Все выпуски программы: Краски России
Виктор Зарубин. «Небесный простор»
— Славный в Архангельске музей. И название какое звучное — «Художественная культура Русского севера»! Всякий раз стараюсь сюда прийти, когда приезжаю из Москвы к родителям. Любуюсь картинами и думаю — а ведь я тоже мог бы стать художником!
— Ты рисуешь, Алёша? Я не знал.
— В юности рисовал, и неплохо, между прочим. Я художественную школу окончил, в Суриковский институт в Москву собирался поступать. Но родители настояли на Политехническом.
— Удивительно, что ты говоришь об этом возле картины Виктора Зарубина «Небесный простор». У художника в жизни была в точности такая же ситуация.
— Правда? А расскажи? Я ничего не знаю о нём.
— Да, Зарубин малоизвестен, к большому сожалению. Он родился в Харькове в 1866 году в семье профессора. С детства мечтал стать художником, но по настоянию отца поступил на физико-математический факультет Харьковского университета. Получив образование, служил чиновником в Казённой палате — губернском отделении министерства финансов.
— Однако, про картину «Небесный простор» не скажешь, что её написал дилетант. В ней чувствуется мастерство. Две трети полотна занимает закатное небо, и ты посмотри, какая игра красок — жемчужно-серые облака тонут в золоте последних лучей, кое-где проглядывает бледная лазурь.
— И всё это великолепие отражается в реке, сливается с ней. Над водой на высоком скалистом берегу стоит маленькая церквушка. А у подножия холма сидит на камне седой монах с книгой в руках... Не картина, а поэма без слов.
— Как же Зарубину удалось написать такое, если он был далёк от искусства?

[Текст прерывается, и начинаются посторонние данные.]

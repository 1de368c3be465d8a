//! Lock-free concurrency primitives (spec §5, §2 component 2).

pub mod freelist;
pub mod mpsc;
pub mod rate_limiter;
pub mod seqlock;
pub mod timer;

pub use freelist::FreeList;
pub use mpsc::MpscQueue;
pub use rate_limiter::RateLimiter;
pub use seqlock::Seqlock;
pub use timer::Timer;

— Нет, о живописи Виктор Иванович никогда не забывал. Работая финансистом, он посещал студию рисования. А в какой-то момент решил, что не может больше совмещать работу и творчество, подал в отставку и отправился в Париж.
— А почему в Париж?
— Брать уроки живописи в частной школе. За три года во Франции Зарубин многому научился. А по возвращении поступил в Высшее художественное училище при Императорской академии художеств. Его наставником стал Архип Куинджи. Пожалуй, именно он помог Виктору раскрыть талант в полной мере.
— А «Небесный простор» Зарубин написал по окончании училища?
— Да, это 1911 год. Художник уже не только образование получил, но и звание академика живописи.
— Молодец Виктор Зарубин! Исполнил своё призвание! Я вот, видишь, не решился. А может быть, воля Божья обо мне была такова, чтобы я стал художником...
— Возможно, Лёша. Но всё-таки воля Божья не в том, чтобы быть человеку художником или инженером.
— А в чём?
— В том, чтобы в любой ситуации поступать по-христиански, соблюдать евангельские заповеди. А стезю в жизни мы вольны выбирать любую.
— Свобода с небольшим ограничением?
— Божьи заповеди — это не ограничение, а ориентир. Вот как на картине Виктора Зарубина «Небесный простор». Бескрайняя жемчужная ширь манит в полёт. А церквушка на высокой горе — словно маяк, который не даст сбиться с пути.
— Хороший образ, понятный и выразительный! И что самое главное — обнадёживающий!
Картину Виктора Зарубина «Небесный простор» можно увидеть в Архангельске, в музее «Художественная культура Русского Севера».